EUDAMED, die Europäische Datenbank für Medizinprodukte, soll ab dem 1. Quartal 2026 verpflichtend werden (gefolgt von einer Übergangsfrist): HIER

Um der Industrie bei der Vorbereitung zu helfen, hat die EU-Kommission mehrere Workshops geplant.

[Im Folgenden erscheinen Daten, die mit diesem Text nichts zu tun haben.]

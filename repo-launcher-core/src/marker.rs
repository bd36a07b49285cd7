//! The crash-safe "installation in progress" marker.
//!
//! The marker is an empty file whose existence is the whole state. It is
//! created before the repository or the environment is touched and removed
//! only after an install session succeeds, so a launch that finds it knows the
//! previous run was interrupted and must redo everything.

use std::fs;
use std::io;
use std::path::{Path, PathBuf};
use tracing::{debug, info};

pub const MARKER_FILE_NAME: &str = "installing";

#[derive(Debug, Clone)]
pub struct SyncStateStore {
    path: PathBuf,
}

impl SyncStateStore {
    /// Marker keyed to the launcher's working directory.
    pub fn new(work_dir: &Path) -> Self {
        Self {
            path: work_dir.join(MARKER_FILE_NAME),
        }
    }

    pub fn path(&self) -> &Path {
        &self.path
    }

    pub fn is_present(&self) -> bool {
        self.path.exists()
    }

    pub fn mark(&self) -> io::Result<()> {
        if let Some(parent) = self.path.parent() {
            if !parent.as_os_str().is_empty() {
                fs::create_dir_all(parent)?;
            }
        }
        fs::File::create(&self.path)?;
        info!(path = %self.path.display(), "Install marker created");
        Ok(())
    }

    /// Remove the marker. A marker that is already gone is not an error.
    pub fn clear(&self) -> io::Result<()> {
        match fs::remove_file(&self.path) {
            Ok(()) => {
                info!(path = %self.path.display(), "Install marker cleared");
                Ok(())
            }
            Err(e) if e.kind() == io::ErrorKind::NotFound => {
                debug!(path = %self.path.display(), "Install marker already absent");
                Ok(())
            }
            Err(e) => Err(e),
        }
    }
}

Der erste wurde im Mai 2025 als hybrides Präsenz- und Online-Meeting in Deutschland abgehalten.

Neue EUDAMED-Workshops

Die Kommission hat die Anmeldung für die letzten beiden Workshops des Jahres 2025 geöffnet: HIER

Zweck

Der Zweck der Workshops ist es, „den Akteuren des Medizinproduktesektors zu helfen, zu verstehen, was die verpflichtende Nutzung von EUDAMED bedeutet, und das Bewusstsein für die Zeitpläne seiner Nutzung zu schärfen“.

Logistik

Genau wie in der vorherigen Sitzung gilt für die kommenden:

  • Ein hybrides Format, sodass in Präsenz also auch virtuell teilgenommen werden kann.
  • Keine Kosten.
  • Von 9:30 bis 17:45 Uhr Mitteleuropäischer Zeit.
  • Die Workshops finden auf Englisch statt.
  • Die Aufzeichnung wird im Anschluss zur Verfügung gestellt, falls Interessierte nicht an der Live-Sitzung teilnehmen konnten.

Anmeldung

Der Link zur Anmeldung ist verfügbar: HIER

Bitte beachten Sie, dass Sie sich nur für einen der beiden Workshops anmelden können. Wenn Sie aufgrund von den hohen Anmeldeanfragen nicht live an dem Workshop teilnehmen können, wird die Aufzeichnung später auf der Website der Kommission veröffentlicht.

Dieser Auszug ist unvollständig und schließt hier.